You have to watch cauliflowers. They can sneak up on you. One moment nothing but a bunch of leaves, the next a big head enough for two. If you miss the moment of readiness, they can soon be spoiled by grazing earwigs – the rotters.

With this year’s prolonged drought there have been a few losses and some so-so results. The broad beans and peas struggled fitfully. The runner bean seeds did not want to germinate. The strawberries started off well, then fainted. Some of the greens went grey with white fly and other nasties. The sweet peas went to seed as soon they flowered, then were attacked by aphids and had to be chopped. The French beans, though plentiful, were unusually stringy right from the get-go. And the runner beans are only now appearing at a manageable rate, this with the drop in temperature.

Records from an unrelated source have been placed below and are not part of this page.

//! Terminal setup and teardown
//!
//! Handles initializing and restoring the terminal state, including the panic
//! hook that restores the terminal on crash, plus the main event loop.

use anyhow::Result;
use crossterm::{
    execute,
    terminal::{disable_raw_mode, enable_raw_mode, EnterAlternateScreen, LeaveAlternateScreen},
};
use ratatui::{backend::CrosstermBackend, Terminal};
use std::io::{self, Stdout};
use std::panic;
use std::time::Duration;

use crate::config::settings::Settings;

use super::app::App;
use super::event::{Event, EventHandler};
use super::handler::handle_event;

/// Type alias for our terminal
pub type Tui = Terminal<CrosstermBackend<Stdout>>;

/// Initialize the terminal for TUI mode
pub fn init_terminal() -> Result<Tui> {
    // Restore the terminal before printing panic info
    let original_hook = panic::take_hook();
    panic::set_hook(Box::new(move |panic_info| {
        let _ = restore_terminal_impl();
        original_hook(panic_info);
    }));

    enable_raw_mode()?;
    let mut stdout = io::stdout();
    execute!(stdout, EnterAlternateScreen)?;

    let backend = CrosstermBackend::new(stdout);
    let terminal = Terminal::new(backend)?;

    Ok(terminal)
}

/// Restore the terminal to its original state
pub fn restore_terminal() -> Result<()> {
    restore_terminal_impl()?;
    Ok(())
}

fn restore_terminal_impl() -> Result<()> {
    disable_raw_mode()?;
    execute!(io::stdout(), LeaveAlternateScreen)?;
    Ok(())
}

/// Run the TUI application
pub fn run_tui(settings: Settings) -> Result<()> {
    let mut terminal = init_terminal()?;

    let tick_rate = Duration::from_millis(settings.tick_rate_ms);
    let mut app = App::new(settings);
    let events = EventHandler::new(tick_rate);

    loop {
        terminal.draw(|frame| {
            super::views::render(frame, &mut app);
        })?;

        match events.next()? {
            Event::Key(key_event) => {
                handle_event(&mut app, Event::Key(key_event))?;
            }
            Event::Resize(_, _) => {
                // Terminal redraws on the next loop iteration
            }
            Event::Tick => {}
        }

        if app.should_quit {
            break;
        }
    }

    restore_terminal()?;

    Ok(())
}
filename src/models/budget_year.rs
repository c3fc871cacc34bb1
//! Budget year entry model
//!
//! One row of the budget table: a fiscal year plus its amount, with an explicit
//! edit/commit lifecycle. An entry is created in edit mode holding draft text and
//! transitions exactly once to committed; there is no way back to edit mode.

use serde::{Deserialize, Serialize};

use super::amount::Amount;
use super::year::FiscalYear;

/// Lifecycle state of a budget year entry
///
/// Encodes the invariant that an entry either has in-progress draft text or a
/// committed amount, never both.
#[derive(Debug, Clone, PartialEq, Eq, Serialize, Deserialize)]
#[serde(tag = "state", rename_all = "lowercase")]
pub enum EntryState {
    /// In edit mode; `draft` holds the text typed so far
    Editing { draft: String },
    /// Committed with a final display amount
    Committed { amount: Amount },
}

/// A single fiscal year row in the budget table
#[derive(Debug, Clone, PartialEq, Eq, Serialize, Deserialize)]
pub struct BudgetYear {
    /// The fiscal year this entry covers
    pub year: FiscalYear,

    /// Edit/commit lifecycle state
    state: EntryState,
}

impl BudgetYear {
    /// Create a new entry in edit mode with an empty draft
    pub fn new(year: FiscalYear) -> Self {
        Self {
            year,
            state: EntryState::Editing {
                draft: String::new(),
            },
        }
    }

    /// Whether this entry is still in edit mode
    pub fn is_editing(&self) -> bool {
        matches!(self.state, EntryState::Editing { .. })
    }

    /// The in-progress draft text, if editing
    pub fn draft(&self) -> Option<&str> {
        match &self.state {
            EntryState::Editing { draft } => Some(draft),
            EntryState::Committed { .. } => None,
        }
    }

    /// The committed amount, once out of edit mode
    pub fn committed_amount(&self) -> Option<&Amount> {
        match &self.state {
            EntryState::Editing { .. } => None,
            EntryState::Committed { amount } => Some(amount),
        }
    }

    /// Replace the draft text verbatim; ignored once committed
    pub fn set_draft(&mut self, text: impl Into<String>) {
        if let EntryState::Editing { draft } = &mut self.state {
            *draft = text.into();
        }
    }

    /// Leave edit mode. A non-empty draft becomes the committed amount; an empty
    /// draft commits as the canonical zero placeholder. Ignored once committed.
    pub fn commit(&mut self) {
        if let EntryState::Editing { draft } = &self.state {
            let amount = if draft.is_empty() {
                Amount::zero_placeholder()
            } else {
                Amount::new(draft.clone())
            };
            self.state = EntryState::Committed { amount };
        }
    }
}

#[cfg(test)]
mod tests {
    use super::*;

    #[test]
    fn test_new_entry_is_editing_with_empty_draft() {
        let entry = BudgetYear::new(FiscalYear::new(2024));
        assert!(entry.is_editing());
        assert_eq!(entry.draft(), Some(""));
        assert_eq!(entry.committed_amount(), None);
    }

    #[test]
    fn test_draft_then_commit() {
        let mut entry = BudgetYear::new(FiscalYear::new(2024));
        entry.set_draft("$500");
        entry.commit();

        assert!(!entry.is_editing());
        assert_eq!(entry.draft(), None);
        assert_eq!(entry.committed_amount(), Some(&Amount::from("$500")));
    }

    #[test]
    fn test_commit_empty_draft_yields_zero_placeholder() {
        let mut entry = BudgetYear::new(FiscalYear::new(2024));
        entry.commit();

        assert_eq!(
            entry.committed_amount(),
            Some(&Amount::zero_placeholder())
        );
    }

    #[test]
    fn test_set_draft_ignored_after_commit() {
        let mut entry = BudgetYear::new(FiscalYear::new(2024));
        entry.set_draft("$100");
        entry.commit();
        entry.set_draft("$999");

        assert_eq!(entry.committed_amount(), Some(&Amount::from("$100")));
    }

    #[test]
    fn test_commit_is_idempotent() {
        let mut entry = BudgetYear::new(FiscalYear::new(2024));
        entry.set_draft("$250");
        entry.commit();
        entry.commit();

        assert_eq!(entry.committed_amount(), Some(&Amount::from("$250")));
    }
}
//! Reusable TUI widgets

pub mod input;
pub mod select;

pub use input::TextInput;
pub use select::SelectField;
//! fundboard - Terminal-based fund request dashboard
//!
//! This library provides the core functionality for fundboard, a dashboard for
//! creating and reviewing organizational fund requests: aggregate statistics
//! and recent activity on one view, and a fund-creation form with a per-year
//! budget table and a year-keyed allocation table on the other.
//!
//! Fund data is in-memory sample data for the lifetime of the process; only
//! user settings are ever written to disk.
//!
//! # Architecture
//!
//! The crate is organized into the following modules:
//!
//! - `config`: Configuration and path management
//! - `error`: Custom error types
//! - `models`: Core data models (years, amounts, allocations, requests)
//! - `planner`: Budget year ledger, allocation matrix, and their coordinator
//! - `sample`: Static sample data
//! - `display`: Plain terminal output formatting
//! - `tui`: The interactive terminal interface

pub mod config;
pub mod display;
pub mod error;
pub mod models;
pub mod planner;
pub mod sample;
pub mod tui;

pub use error::FundboardError;
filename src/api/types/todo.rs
//! Wire types for the todo endpoints

use chrono::{DateTime, NaiveDateTime, SubsecRound, Utc};
use serde::{Deserialize, Deserializer, Serialize};
use validator::{Validate, ValidationError};

use crate::domain::todo::{Page, PageRequest, Priority, Todo, DEFAULT_PAGE_SIZE};
use crate::infrastructure::todo::{CreateTodoRequest, UpdateTodoRequest};

/// Body of `POST /api/v1/todos`
#[derive(Debug, Clone, Deserialize, Validate)]
#[serde(rename_all = "camelCase")]
pub struct CreateTodoDto {
    #[validate(custom(function = "not_blank"))]
    pub title: String,
    pub description: Option<String>,
    pub completed: Option<bool>,
    pub priority: Option<Priority>,
    #[serde(default, deserialize_with = "deserialize_due_date")]
    pub due_date: Option<DateTime<Utc>>,
    pub tags: Option<String>,
}

impl From<CreateTodoDto> for CreateTodoRequest {
    fn from(dto: CreateTodoDto) -> Self {
        Self {
            title: dto.title,
            description: dto.description,
            completed: dto.completed,
            priority: dto.priority,
            due_date: dto.due_date,
            tags: dto.tags,
        }
    }
}

/// Body of `PUT /api/v1/todos/{id}`. Absent or null fields are left alone.
#[derive(Debug, Clone, Default, Deserialize, Validate)]
#[serde(rename_all = "camelCase")]
pub struct UpdateTodoDto {
    #[validate(custom(function = "not_blank"))]
    pub title: Option<String>,
    pub description: Option<String>,
    pub completed: Option<bool>,
    pub priority: Option<Priority>,
    #[serde(default, deserialize_with = "deserialize_due_date")]
    pub due_date: Option<DateTime<Utc>>,
    pub tags: Option<String>,
}

impl From<UpdateTodoDto> for UpdateTodoRequest {
    fn from(dto: UpdateTodoDto) -> Self {
        Self {
            title: dto.title,
            description: dto.description,
            completed: dto.completed,
            priority: dto.priority,
            due_date: dto.due_date,
            tags: dto.tags,
        }
    }
}

fn not_blank(value: &str) -> Result<(), ValidationError> {
    if value.trim().is_empty() {
        let mut error = ValidationError::new("blank");
        error.message = Some("Title is required".into());
        return Err(error);
    }

    Ok(())
}

/// Accepts RFC 3339 (`2025-12-31T23:59:59Z`) or an offset-less local form
/// (`2025-12-31T23:59:59`), the latter read as UTC
fn deserialize_due_date<'de, D>(deserializer: D) -> Result<Option<DateTime<Utc>>, D::Error>
where
    D: Deserializer<'de>,
{
    let raw: Option<String> = Option::deserialize(deserializer)?;

    raw.map(|s| parse_due_date(&s).map_err(serde::de::Error::custom))
        .transpose()
}

fn parse_due_date(s: &str) -> Result<DateTime<Utc>, String> {
    let parsed = DateTime::parse_from_rfc3339(s)
        .map(|dt| dt.with_timezone(&Utc))
        .or_else(|_| NaiveDateTime::parse_from_str(s, "%Y-%m-%dT%H:%M:%S%.f").map(|dt| dt.and_utc()))
        .map_err(|_| format!("invalid dueDate '{}': expected an ISO-8601 date-time", s))?;

    Ok(parsed.trunc_subsecs(6))
}

/// Todo as returned by every endpoint
#[derive(Debug, Clone, PartialEq, Serialize, Deserialize)]
#[serde(rename_all = "camelCase")]
pub struct TodoResponse {
    pub id: i64,
    pub title: String,
    pub description: Option<String>,
    pub completed: bool,
    pub priority: Priority,
    pub due_date: Option<DateTime<Utc>>,
    pub tags: Option<String>,
    pub created_at: DateTime<Utc>,
    pub updated_at: DateTime<Utc>,
}

impl From<Todo> for TodoResponse {
    fn from(todo: Todo) -> Self {
        Self {
            id: todo.id().value(),
            title: todo.title().to_string(),
            description: todo.description().map(str::to_string),
            completed: todo.completed(),
            priority: todo.priority(),
            due_date: todo.due_date(),
            tags: todo.tags().map(str::to_string),
            created_at: todo.created_at(),
            updated_at: todo.updated_at(),
        }
    }
}

/// Page envelope
#[derive(Debug, Clone, Serialize, Deserialize)]
#[serde(rename_all = "camelCase")]
pub struct PageResponse<T> {
    pub content: Vec<T>,
    pub total_elements: u64,
    pub total_pages: u64,
    pub page: u32,
    pub size: u32,
    pub number_of_elements: usize,
    pub first: bool,
    pub last: bool,
    pub empty: bool,
}

impl<T> PageResponse<T> {
    pub fn from_page<U: Into<T>>(page: Page<U>) -> Self {
        let total_pages = page.total_pages();
        let first = page.is_first();
        let last = page.is_last();
        let page = page.map(Into::into);
        let number_of_elements = page.content.len();

        Self {
            total_elements: page.total_elements,
            total_pages,
            page: page.page,
            size: page.size,
            number_of_elements,
            first,
            last,
            empty: number_of_elements == 0,
            content: page.content,
        }
    }
}

fn default_page_size() -> u32 {
    DEFAULT_PAGE_SIZE
}

/// `?page&size` for `GET /api/v1/todos`
#[derive(Debug, Clone, Deserialize, Validate)]
pub struct PageParams {
    #[serde(default)]
    pub page: u32,
    #[serde(default = "default_page_size")]
    #[validate(range(min = 1, max = 1000, message = "size must be between 1 and 1000"))]
    pub size: u32,
}

impl PageParams {
    pub fn page_request(&self) -> PageRequest {
        PageRequest::new(self.page, self.size)
    }
}

/// `?completed&page&size` for `GET /api/v1/todos/filter`
#[derive(Debug, Clone, Deserialize, Validate)]
pub struct FilterParams {
    pub completed: bool,
    #[serde(default)]
    pub page: u32,
    #[serde(default = "default_page_size")]
    #[validate(range(min = 1, max = 1000, message = "size must be between 1 and 1000"))]
    pub size: u32,
}

impl FilterParams {
    pub fn page_request(&self) -> PageRequest {
        PageRequest::new(self.page, self.size)
    }
}

/// `?query&page&size` for `GET /api/v1/todos/search`
#[derive(Debug, Clone, Deserialize, Validate)]
pub struct SearchParams {
    pub query: String,
    #[serde(default)]
    pub page: u32,
    #[serde(default = "default_page_size")]
    #[validate(range(min = 1, max = 1000, message = "size must be between 1 and 1000"))]
    pub size: u32,
}

impl SearchParams {
    pub fn page_request(&self) -> PageRequest {
        PageRequest::new(self.page, self.size)
    }
}
//! Cache trait definition

use std::fmt::Debug;
use std::time::Duration;

use async_trait::async_trait;
use serde::{de::DeserializeOwned, Serialize};

use crate::domain::DomainError;

/// Generic cache trait for key-value operations with TTL support
///
/// This trait uses JSON strings internally to be dyn-compatible.
/// Use the helper methods for typed get/set operations.
#[async_trait]
pub trait Cache: Send + Sync + Debug {
    /// Gets a raw JSON value from the cache
    async fn get_raw(&self, key: &str) -> Result<Option<String>, DomainError>;

    /// Sets a raw JSON value in the cache with a TTL
    async fn set_raw(&self, key: &str, value: &str, ttl: Duration) -> Result<(), DomainError>;

    /// Deletes every key matching a glob-style pattern (`*` wildcard)
    async fn delete_pattern(&self, pattern: &str) -> Result<usize, DomainError>;

    /// Checks if a key exists in the cache
    async fn exists(&self, key: &str) -> Result<bool, DomainError> {
        Ok(self.get_raw(key).await?.is_some())
    }

    /// Round-trips to the backend; used by readiness checks
    async fn ping(&self) -> Result<(), DomainError> {
        self.exists("__ping__").await.map(|_| ())
    }
}

/// Extension trait providing typed get/set operations
pub trait CacheExt: Cache {
    /// Gets a typed value from the cache
    fn get<'a, V>(
        &'a self,
        key: &'a str,
    ) -> impl std::future::Future<Output = Result<Option<V>, DomainError>> + Send
    where
        V: DeserializeOwned + Send,
    {
        async move {
            match self.get_raw(key).await? {
                Some(data) => {
                    let value: V = serde_json::from_str(&data).map_err(|e| {
                        DomainError::cache(format!("Failed to deserialize cache value: {}", e))
                    })?;
                    Ok(Some(value))
                }
                None => Ok(None),
            }
        }
    }

    /// Sets a typed value in the cache with a TTL
    fn set<'a, V>(
        &'a self,
        key: &'a str,
        value: &'a V,
        ttl: Duration,
    ) -> impl std::future::Future<Output = Result<(), DomainError>> + Send
    where
        V: Serialize + Send + Sync,
    {
        async move {
            let data = serde_json::to_string(value).map_err(|e| {
                DomainError::cache(format!("Failed to serialize cache value: {}", e))
            })?;
            self.set_raw(key, &data, ttl).await
        }
    }
}

// Blanket implementation for all types implementing Cache
impl<T: Cache + ?Sized> CacheExt for T {}

/// Translate a glob-style pattern (`*` only) into an anchored regex
pub(crate) fn pattern_to_regex(pattern: &str) -> Result<regex::Regex, DomainError> {
    let escaped: Vec<String> = pattern.split('*').map(regex::escape).collect();
    let source = format!("^{}$", escaped.join(".*"));

    regex::Regex::new(&source).map_err(|e| DomainError::cache(format!("Invalid pattern: {}", e)))
}
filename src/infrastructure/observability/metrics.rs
//! Prometheus metrics infrastructure

use std::sync::Arc;
use std::time::Duration;

use axum::{extract::State, response::IntoResponse, routing::get, Router};
use metrics::{counter, gauge, histogram};
use metrics_exporter_prometheus::{PrometheusBuilder, PrometheusHandle};
use once_cell::sync::Lazy;
use regex::Regex;

use super::config::MetricsConfig;

static UUID_SEGMENT: Lazy<Regex> = Lazy::new(|| {
    Regex::new(r"[0-9a-f]{8}-[0-9a-f]{4}-[0-9a-f]{4}-[0-9a-f]{4}-[0-9a-f]{12}")
        .expect("valid uuid regex")
});

static NUMERIC_SEGMENT: Lazy<Regex> =
    Lazy::new(|| Regex::new(r"/\d+(/|$)").expect("valid numeric segment regex"));

/// Prometheus metrics handle for serving metrics endpoint
#[derive(Clone)]
pub struct PrometheusMetrics {
    handle: Arc<PrometheusHandle>,
    path: String,
}

impl PrometheusMetrics {
    /// Get the metrics as a string for the /metrics endpoint
    pub fn render(&self) -> String {
        self.handle.render()
    }
}

/// Initialize Prometheus metrics
pub fn init_metrics(config: &MetricsConfig) -> Option<PrometheusMetrics> {
    if !config.enabled {
        tracing::info!("Prometheus metrics disabled");
        return None;
    }

    let builder = PrometheusBuilder::new();

    match builder.install_recorder() {
        Ok(handle) => {
            gauge!("todo_service_info", "version" => env!("CARGO_PKG_VERSION")).set(1.0);

            let path = config.route();
            tracing::info!("Prometheus metrics initialized at {}", path);

            Some(PrometheusMetrics {
                handle: Arc::new(handle),
                path,
            })
        }
        Err(e) => {
            tracing::error!("Failed to initialize Prometheus metrics: {}", e);
            None
        }
    }
}

/// Create the metrics router
pub fn create_metrics_router(metrics: PrometheusMetrics) -> Router {
    let path = metrics.path.clone();

    Router::new()
        .route(&path, get(metrics_handler))
        .with_state(metrics)
}

async fn metrics_handler(State(metrics): State<PrometheusMetrics>) -> impl IntoResponse {
    metrics.render()
}

/// Record an HTTP request metric
pub fn record_http_request(method: &str, path: &str, status: u16, duration: Duration) {
    let labels = [
        ("method", method.to_string()),
        ("path", sanitize_path(path)),
        ("status", status.to_string()),
    ];

    counter!("http_requests_total", &labels).increment(1);
    histogram!("http_request_duration_seconds", &labels).record(duration.as_secs_f64());

    if status >= 500 {
        counter!("http_server_errors_total", &labels).increment(1);
    }
}

/// Outcome of a cache interaction as seen by the service
#[derive(Debug, Clone, Copy, PartialEq, Eq)]
pub enum CacheOutcome {
    Hit,
    Miss,
    Write,
    Eviction,
    Error,
}

impl CacheOutcome {
    fn as_str(&self) -> &'static str {
        match self {
            Self::Hit => "hit",
            Self::Miss => "miss",
            Self::Write => "write",
            Self::Eviction => "eviction",
            Self::Error => "error",
        }
    }
}

/// Record a cache interaction. `scope` is the kind of entry (`item`, `page`,
/// `namespace`).
pub fn record_cache_event(scope: &'static str, outcome: CacheOutcome) {
    counter!(
        "todo_cache_operations_total",
        "scope" => scope,
        "outcome" => outcome.as_str()
    )
    .increment(1);
}

/// Record a completed todo mutation (`create`, `update`, `delete`)
pub fn record_todo_mutation(operation: &'static str) {
    counter!("todo_mutations_total", "operation" => operation).increment(1);
}

/// Sanitize URL path for metric labels (remove IDs, limit cardinality)
fn sanitize_path(path: &str) -> String {
    let path = UUID_SEGMENT.replace_all(path, "{id}");
    let path = NUMERIC_SEGMENT.replace_all(&path, "/{id}$1");

    if path.len() > 50 {
        path.chars().take(50).collect()
    } else {
        path.to_string()
    }
}
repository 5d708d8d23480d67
//! HTTP metrics middleware

use std::time::Instant;

use axum::{body::Body, http::Request, middleware::Next, response::Response};

use super::logging::matched_path;
use crate::infrastructure::observability::record_http_request;

/// Record count and latency of every request, labelled by route template
pub async fn metrics_middleware(request: Request<Body>, next: Next) -> Response {
    let start = Instant::now();
    let method = request.method().clone();
    let path = matched_path(&request);

    let response = next.run(request).await;

    record_http_request(
        method.as_str(),
        &path,
        response.status().as_u16(),
        start.elapsed(),
    );

    response
}
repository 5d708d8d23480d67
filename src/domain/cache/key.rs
//! Cache key layout for the todo namespace
//!
//! Every key this service writes lives under `todos:`, so a single
//! `todos:*` pattern delete evicts items and cached pages alike.

use std::collections::BTreeMap;

use sha2::{Digest, Sha256};

use crate::domain::todo::{PageRequest, TodoId};

/// Namespace shared by all todo cache entries
pub const TODO_NAMESPACE: &str = "todos";

/// Parameters for cache key generation
#[derive(Debug, Clone, Default)]
pub struct CacheKeyParams {
    /// Primary identifier (e.g. `item`, `list`)
    pub primary: String,
    /// Secondary components (sorted for consistency)
    pub components: BTreeMap<String, String>,
}

impl CacheKeyParams {
    pub fn new(primary: impl Into<String>) -> Self {
        Self {
            primary: primary.into(),
            components: BTreeMap::new(),
        }
    }

    pub fn with_component(mut self, key: impl Into<String>, value: impl Into<String>) -> Self {
        self.components.insert(key.into(), value.into());
        self
    }

    fn with_page(self, request: PageRequest) -> Self {
        self.with_component("page", request.page.to_string())
            .with_component("size", request.size.to_string())
    }

    /// Render as `namespace:primary:k1=v1:k2=v2`
    pub fn render(&self, namespace: &str) -> String {
        let mut parts = vec![namespace.to_string(), self.primary.clone()];

        for (k, v) in &self.components {
            parts.push(format!("{}={}", k, v));
        }

        parts.join(":")
    }
}

/// Key builders for todo cache entries
#[derive(Debug, Clone, Copy, Default)]
pub struct TodoCacheKeys;

impl TodoCacheKeys {
    /// Key for a single todo
    pub fn item(id: TodoId) -> String {
        format!("{}:item:{}", TODO_NAMESPACE, id)
    }

    /// Key for a page of all todos
    pub fn list(request: PageRequest) -> String {
        CacheKeyParams::new("list")
            .with_page(request)
            .render(TODO_NAMESPACE)
    }

    /// Key for a page filtered by completion flag
    pub fn filter(completed: bool, request: PageRequest) -> String {
        CacheKeyParams::new("filter")
            .with_component("completed", completed.to_string())
            .with_page(request)
            .render(TODO_NAMESPACE)
    }

    /// Key for a page of title search results. The query is digested so that
    /// user input never reaches the key verbatim (it could contain `:` or `*`).
    pub fn search(query: &str, request: PageRequest) -> String {
        CacheKeyParams::new("search")
            .with_component("q", query_digest(query))
            .with_page(request)
            .render(TODO_NAMESPACE)
    }

    /// Pattern matching every todo entry
    pub fn namespace_pattern() -> String {
        format!("{}:*", TODO_NAMESPACE)
    }
}

/// SHA-256 of the lowercased query, hex encoded. Stable across builds and
/// processes, so instances sharing a Redis agree on search keys.
fn query_digest(query: &str) -> String {
    let mut hasher = Sha256::new();
    hasher.update(query.to_lowercase().as_bytes());
    hex::encode(hasher.finalize())
}
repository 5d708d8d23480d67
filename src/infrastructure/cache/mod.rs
//! Cache infrastructure - Cache implementations

mod factory;
mod in_memory;
mod redis;

pub use factory::{CacheConfig, CacheFactory, CacheType};
pub use in_memory::{InMemoryCache, InMemoryCacheConfig};
pub use redis::{RedisCache, RedisCacheConfig};
//! Database migrations infrastructure

use async_trait::async_trait;
use sqlx::postgres::PgPool;
use tracing::info;

use crate::domain::DomainError;

/// Trait for running database migrations
#[async_trait]
pub trait Migrator: Send + Sync {
    /// Runs all pending migrations, returning how many were applied
    async fn run(&self) -> Result<usize, DomainError>;

    /// Returns the current migration version
    async fn version(&self) -> Result<Option<i64>, DomainError>;
}

/// PostgreSQL migrator applying the embedded migrations in version order.
/// Applied versions are tracked in `_migrations`.
#[derive(Debug)]
pub struct PostgresMigrator {
    pool: PgPool,
    migrations: Vec<Migration>,
}

impl PostgresMigrator {
    pub fn new(pool: PgPool) -> Self {
        Self::with_migrations(pool, todo_migrations())
    }

    pub fn with_migrations(pool: PgPool, mut migrations: Vec<Migration>) -> Self {
        migrations.sort_by_key(|m| m.version);
        Self { pool, migrations }
    }

    /// Creates the migrations table if it doesn't exist
    async fn ensure_migrations_table(&self) -> Result<(), DomainError> {
        sqlx::query(
            r#"
            CREATE TABLE IF NOT EXISTS _migrations (
                version BIGINT PRIMARY KEY,
                description TEXT NOT NULL,
                installed_on TIMESTAMPTZ NOT NULL DEFAULT NOW(),
                success BOOLEAN NOT NULL DEFAULT TRUE
            )
            "#,
        )
        .execute(&self.pool)
        .await
        .map_err(|e| DomainError::storage(format!("Failed to create migrations table: {}", e)))?;

        Ok(())
    }

    /// Applies a single migration unless it is already recorded. Returns
    /// whether it ran.
    async fn apply(&self, migration: &Migration) -> Result<bool, DomainError> {
        let applied: bool = sqlx::query_scalar(
            "SELECT EXISTS(SELECT 1 FROM _migrations WHERE version = $1)",
        )
        .bind(migration.version)
        .fetch_one(&self.pool)
        .await
        .map_err(|e| DomainError::storage(format!("Failed to check migration status: {}", e)))?;

        if applied {
            return Ok(false);
        }

        let mut tx = self
            .pool
            .begin()
            .await
            .map_err(|e| DomainError::storage(format!("Failed to begin migration: {}", e)))?;

        for &statement in migration.up {
            sqlx::query(statement)
                .execute(&mut *tx)
                .await
                .map_err(|e| {
                    DomainError::storage(format!(
                        "Failed to run migration {}: {}",
                        migration.version, e
                    ))
                })?;
        }

        sqlx::query("INSERT INTO _migrations (version, description) VALUES ($1, $2)")
            .bind(migration.version)
            .bind(migration.description)
            .execute(&mut *tx)
            .await
            .map_err(|e| {
                DomainError::storage(format!(
                    "Failed to record migration {}: {}",
                    migration.version, e
                ))
            })?;

        tx.commit().await.map_err(|e| {
            DomainError::storage(format!(
                "Failed to commit migration {}: {}",
                migration.version, e
            ))
        })?;

        info!(
            version = migration.version,
            description = migration.description,
            "Applied migration"
        );

        Ok(true)
    }
}

#[async_trait]
impl Migrator for PostgresMigrator {
    async fn run(&self) -> Result<usize, DomainError> {
        self.ensure_migrations_table().await?;

        let mut applied = 0;
        for migration in &self.migrations {
            if self.apply(migration).await? {
                applied += 1;
            }
        }

        Ok(applied)
    }

    async fn version(&self) -> Result<Option<i64>, DomainError> {
        self.ensure_migrations_table().await?;

        sqlx::query_scalar("SELECT MAX(version) FROM _migrations WHERE success = TRUE")
            .fetch_one(&self.pool)
            .await
            .map_err(|e| DomainError::storage(format!("Failed to get migration version: {}", e)))
    }
}

/// An embedded schema migration
#[derive(Debug, Clone, Copy)]
pub struct Migration {
    pub version: i64,
    pub description: &'static str,
    /// Statements applied in order within one transaction, one statement each
    pub up: &'static [&'static str],
}

impl Migration {
    pub const fn new(
        version: i64,
        description: &'static str,
        up: &'static [&'static str],
    ) -> Self {
        Self {
            version,
            description,
            up,
        }
    }
}

/// Schema history of the todos table
pub fn todo_migrations() -> Vec<Migration> {
    vec![
        Migration::new(
            1,
            "Create todos table",
            &[r#"
            CREATE TABLE IF NOT EXISTS todos (
                id BIGSERIAL PRIMARY KEY,
                title TEXT NOT NULL,
                description TEXT,
                completed BOOLEAN NOT NULL DEFAULT FALSE,
                priority VARCHAR(10) NOT NULL DEFAULT 'MEDIUM',
                due_date TIMESTAMPTZ,
                tags TEXT,
                created_at TIMESTAMPTZ NOT NULL,
                updated_at TIMESTAMPTZ NOT NULL
            )
            "#],
        ),
        Migration::new(
            2,
            "Index todos for ordered paging and completion filter",
            &[
                "CREATE INDEX IF NOT EXISTS idx_todos_created_at ON todos(created_at DESC, id DESC)",
                "CREATE INDEX IF NOT EXISTS idx_todos_completed ON todos(completed, created_at DESC)",
            ],
        ),
        Migration::new(
            3,
            "Restrict priority values",
            &[
                "ALTER TABLE todos DROP CONSTRAINT IF EXISTS chk_todos_priority",
                r#"
                ALTER TABLE todos ADD CONSTRAINT chk_todos_priority
                    CHECK (priority IN ('LOW', 'MEDIUM', 'HIGH'))
                "#,
            ],
        ),
    ]
}

/// Runs all pending migrations against the pool
pub async fn run_migrations(pool: &PgPool) -> Result<usize, DomainError> {
    PostgresMigrator::new(pool.clone()).run().await
}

The courgettes, on the other hand, simply galloped away and are still producing. This I do not understand as they like to be watered well, and I have not watered them well, though they did have plenty of compost to grow in. We’ve also had good raspberries, beetroot, carrots, onions, a few squashes, and Swiss Chard which has grown itself. The borlotti and butter beans and leeks look to be doing pretty well, and we’ve had tomatoes and mini cucumbers from the polytunnel. The star success is the sweet corn, both the crop from the seedlings I bought in, and the Lark variety I grew myself. Round of applause for the Lark please even if it isn’t pink…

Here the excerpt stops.